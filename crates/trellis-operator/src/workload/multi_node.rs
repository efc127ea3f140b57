//! Multi-node serving: one LeaderWorkerSet per role
//!
//! Every serving group restarts as a unit (weights are sharded across the
//! group, a lone restarted pod would rejoin with stale peers) and workers
//! wait for their leader. Without a leader template the workers themselves
//! are the serving pods and take the role labels the inference pool
//! selects on.

use std::collections::BTreeMap;

use k8s_openapi::api::core::v1::{PodSpec, PodTemplateSpec};
use kube::api::ObjectMeta;
use kube::ResourceExt;

use trellis_common::crd::networking::{
    LeaderWorkerSet, LeaderWorkerSetSpec, LeaderWorkerTemplate, SubGroupPolicy,
    RESTART_POLICY_RECREATE_GROUP, STARTUP_POLICY_LEADER_CREATED,
};
use trellis_common::crd::TrellisInferenceService;
use trellis_common::kube_utils::child_metadata;
use trellis_common::{LABEL_COMPONENT, LABEL_NAME, LABEL_PART_OF, PART_OF_VALUE};

use crate::identity::WorkloadRole;

use super::{component, lws_name, serving_labels, worker_component};

/// Instance annotations with these prefixes flow down to the set and its
/// pod templates (topology spread, secondary networks).
const PROPAGATED_ANNOTATION_PREFIXES: [&str; 2] =
    ["leaderworkerset.sigs.k8s.io", "k8s.v1.cni.cncf.io"];

/// Build the role's LeaderWorkerSet around already-prepared pod specs.
///
/// The worker spec is what makes the role multi-node; the leader spec is
/// optional and workers serve directly when it is absent.
pub fn leader_worker_set(
    instance: &TrellisInferenceService,
    role: WorkloadRole,
    leader: Option<PodSpec>,
    worker: PodSpec,
) -> LeaderWorkerSet {
    let name = lws_name(instance, role);
    let spec = role.workload_spec(instance);
    let parallelism = spec.and_then(|s| s.parallelism.as_ref());
    let size = parallelism.map(|p| p.group_size());
    let has_leader = leader.is_some();

    let worker_labels = if has_leader {
        BTreeMap::from([
            (LABEL_NAME.to_string(), instance.name_any()),
            (LABEL_PART_OF.to_string(), PART_OF_VALUE.to_string()),
            (LABEL_COMPONENT.to_string(), worker_component(role).to_string()),
        ])
    } else {
        serving_labels(instance, role)
    };

    // Prefill shards data-parallel ranks into subgroups of one serving group
    let sub_group_policy = (role == WorkloadRole::Prefill
        && parallelism.is_some_and(|p| p.is_data_parallel()))
    .then(|| SubGroupPolicy {
        sub_group_size: size,
    });

    let mut lws = LeaderWorkerSet {
        metadata: child_metadata(instance, &name, component(role)),
        spec: LeaderWorkerSetSpec {
            replicas: spec.and_then(|s| s.replicas),
            startup_policy: Some(STARTUP_POLICY_LEADER_CREATED.to_string()),
            leader_worker_template: LeaderWorkerTemplate {
                size,
                restart_policy: Some(RESTART_POLICY_RECREATE_GROUP.to_string()),
                leader_template: leader.map(|leader_spec| PodTemplateSpec {
                    metadata: Some(ObjectMeta {
                        labels: Some(serving_labels(instance, role)),
                        ..Default::default()
                    }),
                    spec: Some(leader_spec),
                }),
                worker_template: PodTemplateSpec {
                    metadata: Some(ObjectMeta {
                        labels: Some(worker_labels),
                        ..Default::default()
                    }),
                    spec: Some(worker),
                },
                sub_group_policy,
            },
        },
        status: None,
    };
    propagate_annotations(instance, &mut lws);
    lws
}

fn propagate_annotations(instance: &TrellisInferenceService, lws: &mut LeaderWorkerSet) {
    let propagated: BTreeMap<String, String> = instance
        .annotations()
        .iter()
        .filter(|(key, _)| {
            PROPAGATED_ANNOTATION_PREFIXES
                .iter()
                .any(|prefix| key.starts_with(prefix))
        })
        .map(|(key, value)| (key.clone(), value.clone()))
        .collect();
    if propagated.is_empty() {
        return;
    }

    merge_annotations(&mut lws.metadata, &propagated);
    if let Some(leader) = lws.spec.leader_worker_template.leader_template.as_mut() {
        merge_annotations(leader.metadata.get_or_insert_with(Default::default), &propagated);
    }
    merge_annotations(
        lws.spec
            .leader_worker_template
            .worker_template
            .metadata
            .get_or_insert_with(Default::default),
        &propagated,
    );
}

fn merge_annotations(metadata: &mut ObjectMeta, extra: &BTreeMap<String, String>) {
    let annotations = metadata.annotations.get_or_insert_with(BTreeMap::new);
    for (key, value) in extra {
        annotations.insert(key.clone(), value.clone());
    }
}
/// Build the Role granting what the endpoint picker reads and reviews.
pub fn role(instance: &TrellisInferenceService) -> Role {
    Role {
        metadata: child_metadata(instance, &role_name(instance), COMPONENT),
        rules: Some(vec![
            PolicyRule {
                api_groups: Some(vec![String::new()]),
                resources: Some(vec!["pods".to_string()]),
                verbs: read_verbs(),
                ..Default::default()
            },
            PolicyRule {
                api_groups: Some(vec![
                    LEGACY_POOL_GROUP.to_string(),
                    POOL_GROUP.to_string(),
                ]),
                resources: Some(vec![
                    "inferencepools".to_string(),
                    "inferencemodels".to_string(),
                ]),
                verbs: read_verbs(),
                ..Default::default()
            },
            PolicyRule {
                api_groups: Some(vec!["discovery.k8s.io".to_string()]),
                resources: Some(vec!["endpointslices".to_string()]),
                verbs: read_verbs(),
                ..Default::default()
            },
            PolicyRule {
                api_groups: Some(vec!["authentication.k8s.io".to_string()]),
                resources: Some(vec![
                    "tokenreviews".to_string(),
                    "subjectaccessreviews".to_string(),
                ]),
                verbs: vec!["create".to_string()],
                ..Default::default()
            },
        ]),
    }
}

fn read_verbs() -> Vec<String> {
    vec![
        "get".to_string(),
        "list".to_string(),
        "watch".to_string(),
    ]
}

/// Build the RoleBinding attaching the scheduler's account to its Role.
pub fn role_binding(instance: &TrellisInferenceService) -> RoleBinding {
    RoleBinding {
        metadata: child_metadata(instance, &role_binding_name(instance), COMPONENT),
        subjects: Some(vec![Subject {
            kind: "ServiceAccount".to_string(),
            name: service_account_name(instance),
            namespace: instance.namespace(),
            ..Default::default()
        }]),
        role_ref: RoleRef {
            api_group: "rbac.authorization.k8s.io".to_string(),
            kind: "Role".to_string(),
            name: role_name(instance),
        },
    }
}

// ===== Inference pools =====

/// Build the legacy-generation pool.
pub fn legacy_pool(instance: &TrellisInferenceService) -> InferencePoolLegacy {
    InferencePoolLegacy {
        metadata: child_metadata(instance, &pool_name(instance), COMPONENT),
        spec: InferencePoolLegacySpec {
            selector: selector_labels(instance, WorkloadRole::Main),
            target_port_number: SERVING_PORT,
            extension_ref: Some(ExtensionReference {
                name: service_name(instance),
                port_number: Some(GRPC_PORT),
                ..Default::default()
            }),
        },
    }
}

AIM OF THE EXERCISE:
Set down the data above once more so that nothing differs from the original.

SOLUTION TO THIS PROBLEM:
filename crates/trellis-operator/src/workload/multi_node.rs
repository efc127ea3f140b57
//! Multi-node serving: one LeaderWorkerSet per role
//!
//! Every serving group restarts as a unit (weights are sharded across the
//! group, a lone restarted pod would rejoin with stale peers) and workers
//! wait for their leader. Without a leader template the workers themselves
//! are the serving pods and take the role labels the inference pool
//! selects on.

use std::collections::BTreeMap;

use k8s_openapi::api::core::v1::{PodSpec, PodTemplateSpec};
use kube::api::ObjectMeta;
use kube::ResourceExt;

use trellis_common::crd::networking::{
    LeaderWorkerSet, LeaderWorkerSetSpec, LeaderWorkerTemplate, SubGroupPolicy,
    RESTART_POLICY_RECREATE_GROUP, STARTUP_POLICY_LEADER_CREATED,
};
use trellis_common::crd::TrellisInferenceService;
use trellis_common::kube_utils::child_metadata;
use trellis_common::{LABEL_COMPONENT, LABEL_NAME, LABEL_PART_OF, PART_OF_VALUE};

use crate::identity::WorkloadRole;

use super::{component, lws_name, serving_labels, worker_component};

/// Instance annotations with these prefixes flow down to the set and its
/// pod templates (topology spread, secondary networks).
const PROPAGATED_ANNOTATION_PREFIXES: [&str; 2] =
    ["leaderworkerset.sigs.k8s.io", "k8s.v1.cni.cncf.io"];

/// Build the role's LeaderWorkerSet around already-prepared pod specs.
///
/// The worker spec is what makes the role multi-node; the leader spec is
/// optional and workers serve directly when it is absent.
pub fn leader_worker_set(
    instance: &TrellisInferenceService,
    role: WorkloadRole,
    leader: Option<PodSpec>,
    worker: PodSpec,
) -> LeaderWorkerSet {
    let name = lws_name(instance, role);
    let spec = role.workload_spec(instance);
    let parallelism = spec.and_then(|s| s.parallelism.as_ref());
    let size = parallelism.map(|p| p.group_size());
    let has_leader = leader.is_some();

    let worker_labels = if has_leader {
        BTreeMap::from([
            (LABEL_NAME.to_string(), instance.name_any()),
            (LABEL_PART_OF.to_string(), PART_OF_VALUE.to_string()),
            (LABEL_COMPONENT.to_string(), worker_component(role).to_string()),
        ])
    } else {
        serving_labels(instance, role)
    };

    // Prefill shards data-parallel ranks into subgroups of one serving group
    let sub_group_policy = (role == WorkloadRole::Prefill
        && parallelism.is_some_and(|p| p.is_data_parallel()))
    .then(|| SubGroupPolicy {
        sub_group_size: size,
    });

    let mut lws = LeaderWorkerSet {
        metadata: child_metadata(instance, &name, component(role)),
        spec: LeaderWorkerSetSpec {
            replicas: spec.and_then(|s| s.replicas),
            startup_policy: Some(STARTUP_POLICY_LEADER_CREATED.to_string()),
            leader_worker_template: LeaderWorkerTemplate {
                size,
                restart_policy: Some(RESTART_POLICY_RECREATE_GROUP.to_string()),
                leader_template: leader.map(|leader_spec| PodTemplateSpec {
                    metadata: Some(ObjectMeta {
                        labels: Some(serving_labels(instance, role)),
                        ..Default::default()
                    }),
                    spec: Some(leader_spec),
                }),
                worker_template: PodTemplateSpec {
                    metadata: Some(ObjectMeta {
                        labels: Some(worker_labels),
                        ..Default::default()
                    }),
                    spec: Some(worker),
                },
                sub_group_policy,
            },
        },
        status: None,
    };
    propagate_annotations(instance, &mut lws);
    lws
}

fn propagate_annotations(instance: &TrellisInferenceService, lws: &mut LeaderWorkerSet) {
    let propagated: BTreeMap<String, String> = instance
        .annotations()
        .iter()
        .filter(|(key, _)| {
            PROPAGATED_ANNOTATION_PREFIXES
                .iter()
                .any(|prefix| key.starts_with(prefix))
        })
        .map(|(key, value)| (key.clone(), value.clone()))
        .collect();
    if propagated.is_empty() {
        return;
    }

    merge_annotations(&mut lws.metadata, &propagated);
    if let Some(leader) = lws.spec.leader_worker_template.leader_template.as_mut() {
        merge_annotations(leader.metadata.get_or_insert_with(Default::default), &propagated);
    }
    merge_annotations(
        lws.spec
            .leader_worker_template
            .worker_template
            .metadata
            .get_or_insert_with(Default::default),
        &propagated,
    );
}

fn merge_annotations(metadata: &mut ObjectMeta, extra: &BTreeMap<String, String>) {
    let annotations = metadata.annotations.get_or_insert_with(BTreeMap::new);
    for (key, value) in extra {
        annotations.insert(key.clone(), value.clone());
    }
}
/// Build the Role granting what the endpoint picker reads and reviews.
pub fn role(instance: &TrellisInferenceService) -> Role {
    Role {
        metadata: child_metadata(instance, &role_name(instance), COMPONENT),
        rules: Some(vec![
            PolicyRule {
                api_groups: Some(vec![String::new()]),
                resources: Some(vec!["pods".to_string()]),
                verbs: read_verbs(),
                ..Default::default()
            },
            PolicyRule {
                api_groups: Some(vec![
                    LEGACY_POOL_GROUP.to_string(),
                    POOL_GROUP.to_string(),
                ]),
                resources: Some(vec![
                    "inferencepools".to_string(),
                    "inferencemodels".to_string(),
                ]),
                verbs: read_verbs(),
                ..Default::default()
            },
            PolicyRule {
                api_groups: Some(vec!["discovery.k8s.io".to_string()]),
                resources: Some(vec!["endpointslices".to_string()]),
                verbs: read_verbs(),
                ..Default::default()
            },
            PolicyRule {
                api_groups: Some(vec!["authentication.k8s.io".to_string()]),
                resources: Some(vec![
                    "tokenreviews".to_string(),
                    "subjectaccessreviews".to_string(),
                ]),
                verbs: vec!["create".to_string()],
                ..Default::default()
            },
        ]),
    }
}

fn read_verbs() -> Vec<String> {
    vec![
        "get".to_string(),
        "list".to_string(),
        "watch".to_string(),
    ]
}

/// Build the RoleBinding attaching the scheduler's account to its Role.
pub fn role_binding(instance: &TrellisInferenceService) -> RoleBinding {
    RoleBinding {
        metadata: child_metadata(instance, &role_binding_name(instance), COMPONENT),
        subjects: Some(vec![Subject {
            kind: "ServiceAccount".to_string(),
            name: service_account_name(instance),
            namespace: instance.namespace(),
            ..Default::default()
        }]),
        role_ref: RoleRef {
            api_group: "rbac.authorization.k8s.io".to_string(),
            kind: "Role".to_string(),
            name: role_name(instance),
        },
    }
}

// ===== Inference pools =====

/// Build the legacy-generation pool.
pub fn legacy_pool(instance: &TrellisInferenceService) -> InferencePoolLegacy {
    InferencePoolLegacy {
        metadata: child_metadata(instance, &pool_name(instance), COMPONENT),
        spec: InferencePoolLegacySpec {
            selector: selector_labels(instance, WorkloadRole::Main),
            target_port_number: SERVING_PORT,
            extension_ref: Some(ExtensionReference {
                name: service_name(instance),
                port_number: Some(GRPC_PORT),
                ..Default::default()
            }),
        },
    }
}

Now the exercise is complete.